### TASK DESCRIPTION
The lines needed are those below that contain the word "async"; copy each one.

[INPUT Boundary: Start]

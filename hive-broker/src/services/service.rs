// Service Module
//
// INTENTION:
// Build a runtime Service from a ServiceSchema and register it with a broker.
// Construction validates the whole schema first and only then touches the
// broker, so a rejected schema leaves no trace in any registry.
//
// ARCHITECTURAL PRINCIPLES:
// 1. All-Or-Nothing Construction - Every validation error is raised before
//    the first registration
// 2. Bound Once - Action handlers, methods and event handlers are bound to the
//    service when it is built; nothing is rebound at call time
// 3. Explicit Ownership - Descriptors point back at the service weakly; the
//    registry holds the strong references

use anyhow::Result;
use hive_common::logging::{Component, Logger};
use hive_common::routing::EventPattern;
use hive_common::{log_debug, log_error, log_info};
use serde::{Deserialize, Serialize};
use serde_json::{Map, Value};
use std::fmt;
use std::sync::{Arc, PoisonError, RwLock, Weak};

use crate::broker::ServiceBroker;
use crate::cachers::{caching_wrapper, should_cache};
use crate::error::BrokerError;
use crate::services::action_catalog::ActionDescriptor;
use crate::services::schema::ServiceSchema;
use crate::services::{Context, EventContext, EventHandler, MethodHandler, ServiceFuture};

/// Lifecycle state of a service
#[derive(Debug, Clone, Copy, PartialEq, Eq, Serialize, Deserialize)]
pub enum ServiceState {
    /// Built and registered, `started` not run yet
    Created,
    /// `started` completed
    Running,
    /// `stopped` completed
    Stopped,
    /// A lifecycle hook failed
    Error,
}

impl fmt::Display for ServiceState {
    fn fmt(&self, f: &mut fmt::Formatter<'_>) -> fmt::Result {
        match self {
            ServiceState::Created => write!(f, "Created"),
            ServiceState::Running => write!(f, "Running"),
            ServiceState::Stopped => write!(f, "Stopped"),
            ServiceState::Error => write!(f, "Error"),
        }
    }
}

/// A service registered with a broker
pub struct Service {
    full_name: String,
    schema: ServiceSchema,
    /// Declaration order
    actions: Vec<(String, Arc<ActionDescriptor>)>,
    /// Logger scoped to this service
    pub logger: Arc<Logger>,
    broker: ServiceBroker,
    state: RwLock<ServiceState>,
}

impl fmt::Debug for Service {
    fn fmt(&self, f: &mut fmt::Formatter<'_>) -> fmt::Result {
        f.debug_struct("Service")
            .field("name", &self.full_name)
            .field("actions", &self.action_names())
            .field("state", &self.state())
            .finish()
    }
}

/// Builder for [`Service`]
///
/// Both parts are required; `build` reports whichever is missing first.
#[derive(Default)]
pub struct ServiceBuilder {
    broker: Option<ServiceBroker>,
    schema: Option<ServiceSchema>,
}

impl ServiceBuilder {
    pub fn new() -> Self {
        Self::default()
    }

    pub fn broker(mut self, broker: &ServiceBroker) -> Self {
        self.broker = Some(broker.clone());
        self
    }

    pub fn schema(mut self, schema: ServiceSchema) -> Self {
        self.schema = Some(schema);
        self
    }

    pub fn build(self) -> Result<Arc<Service>, BrokerError> {
        let broker = self.broker.ok_or(BrokerError::MissingBroker)?;
        let schema = self.schema.ok_or(BrokerError::MissingSchema)?;
        Service::construct(broker, schema)
    }
}

/// Qualified service name: `v<version>.<name>` or `<name>`
fn qualified_name(schema: &ServiceSchema) -> String {
    match &schema.version {
        Some(version) => format!("v{version}.{}", schema.name),
        None => schema.name.clone(),
    }
}

impl Service {
    /// Build a service from `schema` and register it with `broker`
    pub fn new(broker: &ServiceBroker, schema: ServiceSchema) -> Result<Arc<Self>, BrokerError> {
        Self::construct(broker.clone(), schema)
    }

    pub fn builder() -> ServiceBuilder {
        ServiceBuilder::new()
    }

    fn construct(broker: ServiceBroker, schema: ServiceSchema) -> Result<Arc<Self>, BrokerError> {
        if schema.name.is_empty() {
            return Err(BrokerError::MissingName);
        }

        let handlers = schema
            .actions
            .iter()
            .map(|(name, def)| {
                def.handler()
                    .cloned()
                    .ok_or_else(|| BrokerError::MissingActionHandler {
                        action: name.clone(),
                        service: schema.name.clone(),
                    })
            })
            .collect::<Result<Vec<_>, _>>()?;

        let subscriptions = schema
            .events
            .iter()
            .map(|(pattern, def)| -> Result<_, BrokerError> {
                let handler =
                    def.handler()
                        .cloned()
                        .ok_or_else(|| BrokerError::MissingEventHandler {
                            event: pattern.clone(),
                            service: schema.name.clone(),
                        })?;
                let pattern = EventPattern::new(pattern).map_err(|source| {
                    BrokerError::InvalidEventPattern {
                        pattern: pattern.clone(),
                        source,
                    }
                })?;
                Ok((pattern, handler))
            })
            .collect::<Result<Vec<_>, _>>()?;

        let full_name = qualified_name(&schema);
        let logger = Arc::new(
            broker
                .logger()
                .with_component(Component::Service)
                .with_service_name(full_name.clone()),
        );
        let cacher = broker.cacher();
        let service_cache = schema.cache_setting();

        let service = Arc::new_cyclic(|weak: &Weak<Service>| {
            let actions = schema
                .actions
                .iter()
                .zip(handlers)
                .map(|((short_name, def), handler)| {
                    let cache = should_cache(service_cache, def.cache());
                    let (handler, wrapped) = match (&cacher, cache) {
                        (Some(cacher), true) => {
                            let action_name = format!("{full_name}.{short_name}");
                            let cache_logger =
                                Arc::new(logger.with_component(Component::Cacher));
                            (
                                caching_wrapper(cacher.clone(), cache_logger, &action_name, handler),
                                true,
                            )
                        }
                        _ => (handler, false),
                    };
                    let descriptor =
                        ActionDescriptor::new(short_name, &full_name, handler, weak.clone())
                            .with_cache(cache, wrapped)
                            .with_description(def.description().map(str::to_string));
                    (short_name.clone(), Arc::new(descriptor))
                })
                .collect();

            Service {
                full_name: full_name.clone(),
                schema,
                actions,
                logger: logger.clone(),
                broker: broker.clone(),
                state: RwLock::new(ServiceState::Created),
            }
        });

        broker.register_service(service.clone())?;

        for (_, descriptor) in &service.actions {
            broker.register_action(&service, descriptor.clone());
        }

        for (pattern, handler) in subscriptions {
            let weak = Arc::downgrade(&service);
            let bound: EventHandler =
                Arc::new(move |ctx: &EventContext, args: &[Value]| -> Result<()> {
                    match weak.upgrade() {
                        Some(service) => handler(&ctx.for_service(service), args),
                        None => Ok(()),
                    }
                });
            broker.subscribe(pattern, bound, Some(full_name.clone()));
        }

        if let Some(created) = &service.schema.created {
            created(&service);
        }

        log_info!(
            service.logger,
            "Service created with {} action(s)",
            service.actions.len()
        );
        Ok(service)
    }

    /// Name as declared in the schema
    pub fn name(&self) -> &str {
        &self.schema.name
    }

    pub fn version(&self) -> Option<&str> {
        self.schema.version.as_deref()
    }

    /// Qualified name the service is registered under
    pub fn full_name(&self) -> &str {
        &self.full_name
    }

    pub fn settings(&self) -> &Map<String, Value> {
        &self.schema.settings
    }

    pub fn schema(&self) -> &ServiceSchema {
        &self.schema
    }

    pub fn broker(&self) -> &ServiceBroker {
        &self.broker
    }

    /// Descriptor of an action by its short name
    pub fn action(&self, short_name: &str) -> Option<&Arc<ActionDescriptor>> {
        self.actions
            .iter()
            .find(|(name, _)| name == short_name)
            .map(|(_, descriptor)| descriptor)
    }

    /// Short action names in declaration order
    pub fn action_names(&self) -> Vec<&str> {
        self.actions.iter().map(|(name, _)| name.as_str()).collect()
    }

    /// Invoke one of this service's actions directly
    ///
    /// Skips the broker lookup: a fresh root Context is built with `params`
    /// verbatim and the effective (possibly cache-wrapped) handler is run.
    pub fn call_action(self: &Arc<Self>, short_name: &str, params: Value) -> ServiceFuture {
        let Some(descriptor) = self.action(short_name).cloned() else {
            let name = format!("{}.{short_name}", self.full_name);
            return Box::pin(async move { Err(BrokerError::ActionNotFound(name).into()) });
        };
        log_debug!(self.logger, "Direct call to {}", descriptor.name);
        let ctx = Context::new(self.broker.clone(), params, descriptor.clone(), self.clone());
        (descriptor.handler)(Arc::new(ctx))
    }

    /// Invoke a schema method bound to this service
    pub fn call_method(&self, name: &str, args: &[Value]) -> Result<Value> {
        let method: &MethodHandler = self
            .schema
            .methods
            .iter()
            .find(|(method, _)| method == name)
            .map(|(_, handler)| handler)
            .ok_or_else(|| BrokerError::MethodNotFound {
                method: name.to_string(),
                service: self.full_name.clone(),
            })?;
        method(self, args)
    }

    pub fn has_method(&self, name: &str) -> bool {
        self.schema.methods.iter().any(|(method, _)| method == name)
    }

    pub fn state(&self) -> ServiceState {
        *self.state.read().unwrap_or_else(PoisonError::into_inner)
    }

    fn set_state(&self, state: ServiceState) {
        *self.state.write().unwrap_or_else(PoisonError::into_inner) = state;
    }

    /// Run the `started` hook and move to `Running`
    pub(crate) async fn start(self: &Arc<Self>) -> Result<()> {
        if let Some(started) = self.schema.started.clone() {
            if let Err(e) = started(self.clone()).await {
                log_error!(self.logger, "Failed to start service: {e}");
                self.set_state(ServiceState::Error);
                return Err(e);
            }
        }
        self.set_state(ServiceState::Running);
        log_info!(self.logger, "Service started");
        Ok(())
    }

    /// Run the `stopped` hook and move to `Stopped`
    pub(crate) async fn stop(self: &Arc<Self>) -> Result<()> {
        if let Some(stopped) = self.schema.stopped.clone() {
            if let Err(e) = stopped(self.clone()).await {
                log_error!(self.logger, "Failed to stop service: {e}");
                self.set_state(ServiceState::Error);
                return Err(e);
            }
        }
        self.set_state(ServiceState::Stopped);
        log_info!(self.logger, "Service stopped");
        Ok(())
    }
}

#[cfg(test)]
mod tests {
    use super::*;
    use crate::config::BrokerConfig;
    use crate::services::action_handler;
    use serde_json::json;

    fn broker() -> ServiceBroker {
        ServiceBroker::new(BrokerConfig::new("service-test").with_logging_config(
            hive_common::logging::LoggingConfig::new()
                .with_default_level(hive_common::logging::LogLevel::Off),
        ))
    }

    #[test]
    fn versioned_services_qualify_their_actions() {
        let broker = broker();
        let schema = ServiceSchema::new("posts").with_version(2).with_action(
            "find",
            action_handler(|_ctx| async move { Ok(json!([])) }),
        );
        let service = Service::new(&broker, schema).unwrap();

        assert_eq!(service.name(), "posts");
        assert_eq!(service.version(), Some("2"));
        assert_eq!(service.full_name(), "v2.posts");
        assert!(broker.has_action("v2.posts.find"));
        assert!(!broker.has_action("posts.find"));
    }

    #[test]
    fn builder_reports_missing_parts() {
        let err = Service::builder()
            .schema(ServiceSchema::new("posts"))
            .build()
            .unwrap_err();
        assert_eq!(err, BrokerError::MissingBroker);

        let broker = broker();
        let err = Service::builder().broker(&broker).build().unwrap_err();
        assert_eq!(err, BrokerError::MissingSchema);
    }

    #[test]
    fn fresh_service_is_created() {
        let broker = broker();
        let service = Service::new(&broker, ServiceSchema::new("empty")).unwrap();
        assert_eq!(service.state(), ServiceState::Created);
        assert!(service.action_names().is_empty());
        assert_eq!(service.state().to_string(), "Created");
    }
}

[INPUT Boundary: End]

### RESPONSE TO THIS EXERCISE
            return Box::pin(async move { Err(BrokerError::ActionNotFound(name).into()) });
    pub(crate) async fn start(self: &Arc<Self>) -> Result<()> {
    pub(crate) async fn stop(self: &Arc<Self>) -> Result<()> {
            action_handler(|_ctx| async move { Ok(json!([])) }),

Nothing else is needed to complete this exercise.